Sur l’irrégularité du congé, la société CDC expose que le bailleur n’a pas fait précéder sa demande de refus de renouvellement d’une mise en demeure exigée par l’article L.145-17 1° du code de commerce fait défaut ; que l’acte délivré le 04 juin 2012 n’est pas un commandement en ce qu’il ne vise pas la clause résolutoire; que la mise en demeure préalable à un refus de renouvellement sans indemnité est prescriptible dans un délai de deux ans, contrairement à ce qu’a retenu le Tribunal ; qu’en outre par application de l’article L.110-4 du code de commerce, la mise en demeure est prescrite en ce qu’elle a été délivrée plus de cinq ans avant la délivrance du congé ; que la mise en demeure a été adressée avant plusieurs révisions triennales ; que les motifs de la mise en demeure visent uniquement la vente de hamburgers et que les autres motifs visés dans le congé n’ont pas été préalablement visés par une mise en demeure, de sorte que les griefs relatifs à la nuisance olfactive et à la création d’un conduit de ventilation sans autorisation ne pourront être examinés par la Cour.
Par ailleurs, elle fait valoir que le bail présenté à sa signature quelques jours après l’acte de cession du fonds de commerce diffère de celui dont bénéficiait le cédant du fonds comportant un changement significatif de destination; que les bailleurs ont manqué à leur obligation de délivrance en refusant la mise en place d’une extraction conforme pour l’activité prévue par le bail ; que la cuisson était autorisée par le bail, notamment de crêpes et blinis, au regard des outils énumérés en annexe de l’acte de cession du fonds auquel est intervenu le représentant des bailleurs; que l’indemnité d’éviction pour perte du fonds peut être évaluée à la somme de 440 000 €, soit une indemnité principale de 405 000 €, des frais de remploi de 7 300 €, des frais de déménagement de 2 000 €, des frais d’agencement de 10 000 €, un trouble commercial de 17 272 € et des frais divers de 4 000 €.

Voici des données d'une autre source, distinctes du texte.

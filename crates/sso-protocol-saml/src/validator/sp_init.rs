//! SP-initiated AuthnRequest validation.
//!
//! Checks run in a fixed order and the first violation ends validation:
//!
//! 1. the issuer is present and names a registered SP
//! 2. the requested ACS URL is registered for that SP
//! 3. the SAML version is 2.0
//! 4. the issuer format, if any, is the entity format
//! 5. the subject carries no confirmation and the attribute index fits
//! 6. signed SPs: destination, then signature; unsigned SPs: the ACS URL

use std::sync::Arc;

use sso_core::SsoConfig;

use crate::error::SamlError;
use crate::inbound::{DecodedRequest, SsoPostForm, SsoRedirectParams};
use crate::signature::{verify_document, verify_query_string};
use crate::types::{status_codes, NameId, NameIdFormat, SamlBinding, SAML_VERSION_20};

use super::config::{RequestValidatorConfig, ServiceProviderResolver};
use super::outcome::{
    FailureKind, ValidatedRequest, ValidationFailure, ValidationOutcome, ValidationStage,
};

/// Validates SP-initiated AuthnRequests.
///
/// Holds no per-request state and may be shared between threads.
#[derive(Clone)]
pub struct SpInitValidator {
    config: SsoConfig,
    resolver: Arc<dyn ServiceProviderResolver>,
}

impl std::fmt::Debug for SpInitValidator {
    fn fmt(&self, f: &mut std::fmt::Formatter<'_>) -> std::fmt::Result {
        f.debug_struct("SpInitValidator")
            .field("config", &self.config)
            .finish_non_exhaustive()
    }
}

impl SpInitValidator {
    /// Creates a validator.
    #[must_use]
    pub fn new(config: SsoConfig, resolver: Arc<dyn ServiceProviderResolver>) -> Self {
        Self { config, resolver }
    }

    /// Returns the IdP configuration.
    #[must_use]
    pub fn config(&self) -> &SsoConfig {
        &self.config
    }

    /// Decodes and validates a request received on the HTTP-Redirect binding.
    ///
    /// Pass the raw query string when available so that the detached
    /// signature is checked over the bytes the SP actually signed.
    pub fn handle_redirect(
        &self,
        params: &SsoRedirectParams,
        raw_query: Option<&str>,
    ) -> ValidationOutcome {
        match DecodedRequest::from_redirect(params, raw_query, self.config.max_inflated_bytes) {
            Ok(decoded) => self.validate(&decoded),
            Err(e) => self.decode_failure(&e, params.relay_state.as_deref()),
        }
    }

    /// Decodes and validates a request received on the HTTP-POST binding.
    pub fn handle_post(&self, form: &SsoPostForm) -> ValidationOutcome {
        match DecodedRequest::from_post(form) {
            Ok(decoded) => self.validate(&decoded),
            Err(e) => self.decode_failure(&e, form.relay_state.as_deref()),
        }
    }

    /// Validates a decoded request.
    pub fn validate(&self, decoded: &DecodedRequest) -> ValidationOutcome {
        let request = &decoded.request;
        let mut attempt = Attempt {
            request_id: &request.id,
            relay_state: decoded.relay_state.as_deref(),
            error_url: self.config.error_page_url.clone(),
            stage: ValidationStage::Received,
        };

        let Some(sp_id) = request.issuer.as_ref().and_then(issuer_id) else {
            return attempt.fail(
                status_codes::REQUESTER,
                FailureKind::Validation,
                "Cannot find issuer.".to_string(),
            );
        };

        let sp = match self.resolver.resolve_service_provider(sp_id) {
            Ok(sp) => sp,
            Err(e) => {
                if e.is_infrastructure() {
                    tracing::error!(issuer = sp_id, error = %e, "Service provider lookup failed");
                }
                return attempt.fail(
                    status_codes::REQUESTER,
                    FailureKind::ConfigResolution,
                    e.to_string(),
                );
            }
        };

        if let Some(page) = &sp.error_page_url {
            attempt.error_url.clone_from(page);
        }
        let Some(acs_url) = request
            .assertion_consumer_service_url
            .as_deref()
            .and_then(|url| sp.registered_acs_url(url))
        else {
            return attempt.fail(
                status_codes::REQUESTER,
                FailureKind::Validation,
                "Invalid Assertion Consumer Service URL in the AuthnRequest message.".to_string(),
            );
        };
        attempt.error_url = acs_url.to_string();
        attempt.passed(ValidationStage::IssuerResolved);

        if request.version != SAML_VERSION_20 {
            return attempt.fail(
                status_codes::VERSION_MISMATCH,
                FailureKind::Validation,
                "Invalid SAML Version in AuthnRequest. SAML Version should be equal to 2.0."
                    .to_string(),
            );
        }
        attempt.passed(ValidationStage::VersionChecked);

        if let Some(format) = request
            .issuer
            .as_ref()
            .and_then(|issuer| issuer.format.as_deref())
            .filter(|format| !format.trim().is_empty())
        {
            if format != NameIdFormat::Entity.uri() {
                return attempt.fail(
                    status_codes::REQUESTER,
                    FailureKind::Validation,
                    format!("Invalid Issuer Format attribute value {format}"),
                );
            }
        }

        let subject = request
            .subject
            .as_ref()
            .and_then(|subject| subject.name_id.clone())
            .filter(|name_id| !name_id.value.is_empty());

        if let Some(confirmation) = request
            .subject
            .as_ref()
            .and_then(|subject| subject.confirmations.first())
        {
            return attempt.fail(
                status_codes::REQUESTER,
                FailureKind::Validation,
                format!(
                    "Invalid Request message. A Subject confirmation method found {}",
                    confirmation.method
                ),
            );
        }

        let attribute_consuming_service_index = match request.attribute_consuming_service_index {
            Some(index) if index < 1 => None,
            Some(index) => match u16::try_from(index) {
                Ok(index) => Some(index),
                Err(_) => {
                    return attempt.fail(
                        status_codes::REQUESTER,
                        FailureKind::Validation,
                        format!(
                            "Invalid AttributeConsumingServiceIndex {index} in the AuthnRequest message."
                        ),
                    );
                }
            },
            None => None,
        };
        attempt.passed(ValidationStage::ScopeChecked);

        if sp.require_signature_validation {
            let destination = request.destination.as_deref();
            if let Some(outcome) = self.check_destination(&sp, destination, &attempt) {
                return outcome;
            }
            attempt.passed(ValidationStage::DestinationChecked);

            if let Some(outcome) = check_signature(decoded, &sp, &attempt) {
                return outcome;
            }
            attempt.passed(ValidationStage::SignatureVerified);
        } else if sp.registered_acs_url(acs_url).is_none() {
            return attempt.fail(
                status_codes::REQUESTER,
                FailureKind::Validation,
                format!(
                    "Invalid Assertion Consumer URL value '{acs_url}' in the AuthnRequest message from '{}'",
                    sp.display_name()
                ),
            );
        }
        attempt.passed(ValidationStage::AcsResolved);

        tracing::info!(
            request_id = attempt.request_id,
            service_provider = %sp.service_provider_id,
            binding = decoded.binding.uri(),
            "AuthnRequest validated"
        );

        ValidationOutcome::Validated(ValidatedRequest {
            service_provider_id: sp.service_provider_id.clone(),
            assertion_consumer_url: acs_url.to_string(),
            request_id: request.id.clone(),
            binding: decoded.binding,
            subject,
            attribute_consuming_service_index,
            force_authn: request.force_authn,
            is_passive: request.is_passive,
            relay_state: decoded.relay_state.clone(),
        })
    }

    fn check_destination(
        &self,
        sp: &RequestValidatorConfig,
        destination: Option<&str>,
        attempt: &Attempt<'_>,
    ) -> Option<ValidationOutcome> {
        let accepted = sp.accepted_destinations(&self.config.destination_urls);
        match destination {
            Some(destination) if accepted.iter().any(|url| url == destination) => None,
            _ => Some(attempt.fail(
                status_codes::REQUESTER,
                FailureKind::Validation,
                format!(
                    "Destination validation for AuthnRequest failed. Received: [{}]. Expected one in the list: [{}]",
                    destination.unwrap_or_default(),
                    accepted.join(",")
                ),
            )),
        }
    }

    fn decode_failure(&self, error: &SamlError, relay_state: Option<&str>) -> ValidationOutcome {
        let attempt = Attempt {
            request_id: "",
            relay_state,
            error_url: self.config.error_page_url.clone(),
            stage: ValidationStage::Received,
        };
        attempt.fail(
            error.status_code(),
            FailureKind::Decode,
            format!("Error decoding the AuthnRequest: {error}"),
        )
    }
}

fn issuer_id(issuer: &NameId) -> Option<&str> {
    if !issuer.value.trim().is_empty() {
        return Some(issuer.value.as_str());
    }
    issuer
        .sp_provided_id
        .as_deref()
        .map(str::trim)
        .filter(|id| !id.is_empty())
}

fn check_signature(
    decoded: &DecodedRequest,
    sp: &RequestValidatorConfig,
    attempt: &Attempt<'_>,
) -> Option<ValidationOutcome> {
    const FAILED: &str = "Signature validation for AuthnRequest failed.";

    let Some(certificate) = sp.signing_certificate_der.as_deref() else {
        tracing::error!(
            service_provider = %sp.service_provider_id,
            "Signed requests required but no certificate is registered"
        );
        return Some(attempt.fail(
            status_codes::RESPONDER,
            FailureKind::Signature,
            FAILED.to_string(),
        ));
    };

    let verified = match decoded.binding {
        SamlBinding::HttpRedirect => match &decoded.query_signature {
            Some(query) => verify_query_string(
                query.signed_content(),
                query.sig_alg(),
                query.signature(),
                certificate,
            )
            .map_err(SamlError::from),
            None => Ok(false),
        },
        SamlBinding::HttpPost => verify_document(&decoded.xml, certificate),
    };

    match verified {
        Ok(true) => None,
        Ok(false) => Some(attempt.fail(
            status_codes::REQUESTER,
            FailureKind::Signature,
            FAILED.to_string(),
        )),
        Err(e) => {
            tracing::debug!(error = %e, "Signature verification error");
            Some(attempt.fail(e.status_code(), FailureKind::Signature, FAILED.to_string()))
        }
    }
}

/// Progress through one validation.
struct Attempt<'a> {
    request_id: &'a str,
    relay_state: Option<&'a str>,
    error_url: String,
    stage: ValidationStage,
}

impl Attempt<'_> {
    fn passed(&mut self, stage: ValidationStage) {
        tracing::debug!(request_id = self.request_id, ?stage, "AuthnRequest check passed");
        self.stage = stage;
    }

    fn fail(&self, status_code: &str, kind: FailureKind, message: String) -> ValidationOutcome {
        if status_code == status_codes::RESPONDER {
            tracing::error!(
                request_id = self.request_id,
                stage = ?self.stage,
                ?kind,
                %message,
                "AuthnRequest validation failed"
            );
        } else {
            tracing::warn!(
                request_id = self.request_id,
                stage = ?self.stage,
                ?kind,
                %message,
                "AuthnRequest validation failed"
            );
        }

        ValidationOutcome::Failed(ValidationFailure {
            status_code: status_code.to_string(),
            message,
            in_response_to: self.request_id.to_string(),
            acs_url_for_error: self.error_url.clone(),
            stage: self.stage,
            kind,
            relay_state: self.relay_state.map(str::to_string),
        })
    }
}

Dans leurs dernières conclusions signifiées le 22 novembre 2022, Monsieur [S] [Z] et Mme [P] [T] épouse [Z], intimés, demandent à la Cour de :
À titre principal :
– confirmer le jugement entrepris en ce qu’il a :
«- dit que le refus de renouvellement sans offre de paiement de l’indemnité d’éviction délivré le 18 juillet 2017 par M. [S] [Z], Mme [P] [T] épouse [Z] et Mme [X] [O] veuve [Z] à la société CDC a mis fin, à compter du 22 janvier 2018 minuit, au bail du 23 janvier 2009 portant un local situé [Adresse 2] à [Localité 4], sans offrir au preneur le droit au paiement d’une indemnité d’éviction et au maintien dans les lieux ;
– rejeté la demande de la société CDC en paiement d’une indemnité d’éviction ;
– rejeté la demande de la société CDC en désignation d’un expert ;
– condamné la société CDC aux dépens et dit qu’ils pourront être recouvrés dans les conditions prévues à l’article 699 du code de procédure civile ; »
– juger que la résiliation judiciaire du bail empêche la société CDC de se prévaloir d’une quelconque indemnité d’éviction ;
Pour le surplus, et statuant à nouveau,
À titre subsidiaire :
– désigner tel expert qu’il plaira au Tribunal afin de chiffrer le montant de l’indemnité d’éviction prévue par l’article L.145-14 du code de commerce avec cette circonstance que l’Expert aura notamment pour mission de :
– déterminer la part du chiffre d’affaires réalisée dans le cadre de l’activité de cuisson de hamburgers, et donc de déterminer le montant de l’indemnité d’éviction sans ce montant d’une part et avec ce montant d’autre part ;
En tout état de cause :
– rejeter la demande de condamnation formée à l’encontre de M. [S] [Z], Madame [P] [M] [T], ép. [Z] ;
– condamner la société CDC au paiement d’une somme de 8 000 euros en application des dispositions de l’article 700 du code de procédure civile ainsi qu’aux entiers dépens.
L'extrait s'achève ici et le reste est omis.